Adaptado: Leonard Schrader, baseado no romance de Manuel Puig. Fotografia:
Rodolfo Sánchez. Música: John Neschling. Montagem: Mauro Alice. Dir. de arte:
Clóvis Bueno. Figurinos: Patrício Bisso. Com: William Hurt, Raul Julia, Sônia
Braga, José Lewgoy, Milton Gonçalves, Mírian Pires, Nuno Leal Maia, Fernando
Torres, Patrício Bisso, Herson Capri.
Dividindo a mesma cela de prisão numa situação de ditadura,
encontram-se o homossexual acusado de pedofilia Luís Molina (Hurt) e o preso
político Valentin Arregui (Julia). Molina distrai Valentin contando histórias
sobre filmes antigos, enquanto busca ganhar benefícios junto aos investigadores
(Lewgoy e Gonçalves). Ele propõe revelar tudo o que Valentin lhe contar aos
mesmos, mas se apaixona por ele. Não apenas deixa de contar como,
quando indultado, envolver-se-á com o grupo armado ao qual pertence Valentin e
que o levará à morte.
Mesmo sofrendo com a ambiguidade entre uma ditadura abstrata
que poderia se localizar potencialmente em qualquer país latino-americano (e a
manutenção dos nomes originais hispânicos apenas acentua essa dimensão) e
evidentes referências, inclusive em termos de locações, ao Brasil e uma dupla
protagonista que não consegue atuar no mesmo registro do elenco brasileiro
(efeito multiplicado com a dublagem dos mesmos), trata-se de um dos melhores
filmes de Babenco. Até mesmo o que há de canhestro ou kitsch, na representação do drama da Segunda Guerra ou no filme
sobre a Mulher-Aranha que são narrados
por Molina, adequam-se à perfeição as convenções dramáticas dos filmes-B que
faz menção, assim como a própria pulsão homo-erótica de seu protagonista. Há um
evidente espelhamento entre as tramas narradas por Molina e a sua história
pessoal, passando tanto pelas situações de desejo nos filmes que narra, quanto
por sua própria morte. A própria encarnação de Raul Julia e Sônia Braga
interpretando tais papéis é uma feliz síntese do imaginário da dupla – com
Braga sendo uma evocação da ex-amante de Valentin, enquanto Julia
evidentemente é uma fantasia de desejo de Molina por seu companheiro de cela.
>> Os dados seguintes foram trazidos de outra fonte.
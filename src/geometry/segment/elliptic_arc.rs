use std::f64::consts::TAU;
use std::sync::Arc;

use crate::error::{GeometryError, Result};
use crate::math::{cross_2d, polar_angle, rotate, Point2, Vector2, TOLERANCE};

use super::ellipse::{Ellipse, EllipseCache};
use super::{PathPoint, PathSegment};

/// Flags resolving which of the four candidate arcs an endpoint
/// description refers to.
#[derive(Debug, Clone, Copy, PartialEq, Eq, Default)]
pub struct ArcFlags {
    /// Traverse in the direction of increasing angle (clockwise on a y-down screen).
    pub positive_sweep: bool,
    /// Take the arc spanning more than half a turn.
    pub large_arc: bool,
}

impl ArcFlags {
    /// Creates a new set of flags.
    #[must_use]
    pub fn new(positive_sweep: bool, large_arc: bool) -> Self {
        Self {
            positive_sweep,
            large_arc,
        }
    }

    /// Whether the center lies to the left of the start-to-end chord.
    fn center_on_left(self) -> bool {
        self.positive_sweep != self.large_arc
    }
}

/// An elliptical arc described by its endpoints, as in path data.
///
/// Construction converts the endpoint description into a center, radii and
/// a pair of parametric angles on a shared [`Ellipse`], which answers all
/// length and curvature queries.
#[derive(Debug, Clone)]
pub struct EllipticArc {
    start: Point2,
    end: Point2,
    x_radius: f64,
    y_radius: f64,
    axis_rotation: f64,
    flags: ArcFlags,
    center: Point2,
    start_theta: f64,
    end_theta: f64,
    length: f64,
    ellipse: Arc<Ellipse>,
}

impl EllipticArc {
    /// Creates a new arc sharing ellipses through the process-wide cache.
    ///
    /// `axis_rotation` is in degrees.
    ///
    /// # Errors
    ///
    /// Returns an error if the endpoints coincide or a radius is non-positive.
    pub fn new(
        start: Point2,
        end: Point2,
        x_radius: f64,
        y_radius: f64,
        axis_rotation: f64,
        flags: ArcFlags,
    ) -> Result<Self> {
        Self::with_cache(
            start,
            end,
            x_radius,
            y_radius,
            axis_rotation,
            flags,
            EllipseCache::global(),
        )
    }

    /// Creates a new arc whose ellipse comes from `cache`.
    ///
    /// # Arguments
    ///
    /// * `start` - Start point of the arc
    /// * `end` - End point of the arc
    /// * `x_radius`, `y_radius` - Requested radii; scaled up uniformly when
    ///   too small to span the endpoints
    /// * `axis_rotation` - Rotation of the ellipse x axis, in degrees
    /// * `flags` - Sweep direction and large-arc selection
    /// * `cache` - Store the underlying ellipse is taken from
    ///
    /// # Errors
    ///
    /// Returns an error if the endpoints coincide or a radius is non-positive.
    pub fn with_cache(
        start: Point2,
        end: Point2,
        x_radius: f64,
        y_radius: f64,
        axis_rotation: f64,
        flags: ArcFlags,
        cache: &EllipseCache,
    ) -> Result<Self> {
        if !(x_radius >= TOLERANCE && y_radius >= TOLERANCE) {
            return Err(GeometryError::Degenerate("arc radii must be positive".into()).into());
        }
        let rotation = axis_rotation.to_radians();

        // Work in a frame aligned with the ellipse axes, with the start point at the origin.
        let end_offset = rotate(&(end - start), -rotation);
        if end_offset.norm() < TOLERANCE {
            return Err(GeometryError::Degenerate("arc endpoints coincide".into()).into());
        }
        let (x_radius, y_radius) = fit_radii(&end_offset, x_radius, y_radius);

        let (c1, c2) = candidate_centers(&end_offset, x_radius, y_radius);
        let (left, right) = if cross_2d(&end_offset, &c1) > 0.0 {
            (c1, c2)
        } else {
            (c2, c1)
        };
        let center_offset = if flags.center_on_left() { left } else { right };

        let ellipse = cache.get_or_create(x_radius, y_radius)?;
        let start_theta = ellipse.theta_at_angle(polar_angle(&-center_offset));
        let end_theta = ellipse.theta_at_angle(polar_angle(&(end_offset - center_offset)));
        let center = start + rotate(&center_offset, rotation);

        let length = if flags.positive_sweep {
            ellipse.dist_from_theta(start_theta, end_theta)
        } else {
            ellipse.dist_from_theta(end_theta, start_theta)
        };

        Ok(Self {
            start,
            end,
            x_radius,
            y_radius,
            axis_rotation: rotation,
            flags,
            center,
            start_theta,
            end_theta,
            length,
            ellipse,
        })
    }

    /// Returns the center of the underlying ellipse.
    #[must_use]
    pub fn center(&self) -> Point2 {
        self.center
    }

    /// Returns the x radius actually used, after any scaling.
    #[must_use]
    pub fn x_radius(&self) -> f64 {
        self.x_radius
    }

    /// Returns the y radius actually used, after any scaling.
    #[must_use]
    pub fn y_radius(&self) -> f64 {
        self.y_radius
    }

    /// Returns the rotation of the ellipse x axis in radians.
    #[must_use]
    pub fn axis_rotation(&self) -> f64 {
        self.axis_rotation
    }

    /// Returns the sweep and large-arc flags the arc was built with.
    #[must_use]
    pub fn flags(&self) -> ArcFlags {
        self.flags
    }

    /// Parametric angle of the start point, in `[0, 2π)`.
    #[must_use]
    pub fn start_theta(&self) -> f64 {
        self.start_theta
    }

    /// Parametric angle of the end point, in `[0, 2π)`.
    #[must_use]
    pub fn end_theta(&self) -> f64 {
        self.end_theta
    }

    /// Returns the shared ellipse.
    #[must_use]
    pub fn ellipse(&self) -> &Ellipse {
        &self.ellipse
    }

    /// Signed parametric angle swept from start to end; negative for
    /// clockwise traversal.
    #[must_use]
    pub fn sweep(&self) -> f64 {
        let mut end = self.end_theta;
        if self.flags.positive_sweep && end < self.start_theta {
            end += TAU;
        } else if !self.flags.positive_sweep && end > self.start_theta {
            end -= TAU;
        }
        end - self.start_theta
    }

    /// Converts the arc parameter `t` into a parametric angle on the ellipse.
    #[must_use]
    pub fn t_to_theta(&self, t: f64) -> f64 {
        self.start_theta + self.sweep() * t
    }

    /// Converts a parametric angle on the ellipse back into the arc parameter.
    ///
    /// Angles outside the arc snap to whichever endpoint is closer in angle.
    #[must_use]
    pub fn theta_to_t(&self, theta: f64) -> f64 {
        let sweep = self.sweep();
        if sweep.abs() < TOLERANCE {
            return 0.0;
        }
        let delta = if sweep > 0.0 {
            (theta - self.start_theta).rem_euclid(TAU)
        } else {
            -(self.start_theta - theta).rem_euclid(TAU)
        };
        let gap = TAU - sweep.abs();
        if delta.abs() > sweep.abs() + gap / 2.0 {
            return 0.0;
        }
        (delta / sweep).clamp(0.0, 1.0)
    }

    /// Signed curvature at `t`; negative for clockwise traversal.
    ///
    /// # Errors
    ///
    /// Returns an error if `t` lies outside `[0, 1]`.
    pub fn curvature(&self, t: f64) -> Result<f64> {
        GeometryError::check_range("t", t, 0.0, 1.0)?;
        Ok(self.curvature_at_theta(self.t_to_theta(t)))
    }

    /// Derivative of the position with respect to `t`.
    ///
    /// # Errors
    ///
    /// Returns an error if `t` lies outside `[0, 1]`.
    pub fn tangent(&self, t: f64) -> Result<Vector2> {
        GeometryError::check_range("t", t, 0.0, 1.0)?;
        Ok(self.tangent_at_theta(self.t_to_theta(t)))
    }

    fn curvature_at_theta(&self, theta: f64) -> f64 {
        self.ellipse.curvature(theta).copysign(self.sweep())
    }

    fn tangent_at_theta(&self, theta: f64) -> Vector2 {
        rotate(&self.ellipse.tangent(theta), self.axis_rotation) * self.sweep()
    }

    fn distance_at_theta(&self, theta: f64) -> f64 {
        if self.flags.positive_sweep {
            self.ellipse.dist_from_theta(self.start_theta, theta)
        } else {
            self.ellipse.dist_from_theta(theta, self.start_theta)
        }
    }
}

/// Scales the radii up uniformly when no ellipse with the requested radii
/// passes through both the origin and `chord`.
fn fit_radii(chord: &Vector2, x_radius: f64, y_radius: f64) -> (f64, f64) {
    let half = chord / 2.0;
    let lambda = (half.x / x_radius).powi(2) + (half.y / y_radius).powi(2);
    if lambda > 1.0 {
        let scale = lambda.sqrt();
        tracing::debug!(x_radius, y_radius, scale, "arc radii too small, scaling up");
        (x_radius * scale, y_radius * scale)
    } else {
        (x_radius, y_radius)
    }
}

/// Centers of the two axis-aligned ellipses with the given radii that pass
/// through both the origin and `chord`.
///
/// The centers sit symmetrically about the chord midpoint. The discriminant
/// is clamped at zero, where both candidates coincide at the midpoint.
fn candidate_centers(chord: &Vector2, x_radius: f64, y_radius: f64) -> (Vector2, Vector2) {
    let (tx, ty) = (chord.x, chord.y);
    let rx2 = x_radius * x_radius;
    let ry2 = y_radius * y_radius;
    let ff = rx2 * ty * ty + ry2 * tx * tx;
    let root = (ff * (4.0 * rx2 * ry2 - ff)).max(0.0).sqrt();
    let k = root / (2.0 * ff);

    let half = chord / 2.0;
    let shift = Vector2::new(-x_radius / y_radius * ty * k, y_radius / x_radius * tx * k);
    (half + shift, half - shift)
}

impl PathSegment for EllipticArc {
    fn length(&self) -> f64 {
        self.length
    }

    fn start(&self) -> Point2 {
        self.start
    }

    fn end(&self) -> Point2 {
        self.end
    }

    fn pathpoint_at_t(&self, t: f64) -> Result<PathPoint> {
        GeometryError::check_range("t", t, 0.0, 1.0)?;
        let theta = self.t_to_theta(t);
        let local = self.ellipse.coordinate_at_theta(theta).coords;
        Ok(PathPoint {
            t,
            position: self.center + rotate(&local, self.axis_rotation),
            tangent: self.tangent_at_theta(theta),
            curvature: self.curvature_at_theta(theta),
            distance: self.length_at_t(t)?,
        })
    }

    fn t_at_length(&self, distance: f64) -> Result<f64> {
        GeometryError::check_range("distance", distance, 0.0, self.length)?;
        if distance >= self.length {
            return Ok(1.0);
        }
        let theta = if self.flags.positive_sweep {
            self.ellipse.theta_from_dist(self.start_theta, distance)
        } else {
            // Clockwise from the start is counter-clockwise from the end.
            self.ellipse.theta_from_dist(self.end_theta, self.length - distance)
        };
        Ok(self.theta_to_t(theta))
    }

    fn length_at_t(&self, t: f64) -> Result<f64> {
        GeometryError::check_range("t", t, 0.0, 1.0)?;
        if t >= 1.0 {
            return Ok(self.length);
        }
        Ok(self.distance_at_theta(self.t_to_theta(t)).min(self.length))
    }
}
O melodrama vivido de modo espalhafatoso e auto-irônico nos filmes narrados aos
poucos se desloca, sob chave séria, para o próprio filme que, no entanto, teima
em não se render às convenções estilísticas do gênero. Essa sobriedade, no
entanto, torna-se relativizada por um certo tom sentimental, sempre presente na
obra de Babenco, que talvez fosse neutralizado se a personagem de Molina
mantivesse a ambiguidade entre informante e amante ao mesmo tempo, o que o
aproximaria por esse viés dos melodramas de Fassbinder e de uma situação
semelhante vivida num filme como Capote.
Por outro lado, inviabilizaria o jogo de espelhamentos narrativos propostos.
Talvez uma fraqueza menos justificável no filme seja o de um certo esquematismo
excessivo entre o militante de horizontes estreitos e o homossexual humano que
abrirá seus horizontes através de uma imaginação criativa utilizada como arma
não somente de fuga, como igualmente de resistência e que se torna, em última
instância a “mensagem moral” que o final apenas coroa. É curioso como o
personagem do homossexual aqui se encontra na mesma representação clássica em que
para ganhar uma maior respeitabilidade dramática, faz-se necessário seu
auto-sacrifício. Hurt acumulou o Oscar e o prêmio de melhor ator em Cannes. HB
Filmes/Sugarloaf, 120 minutos.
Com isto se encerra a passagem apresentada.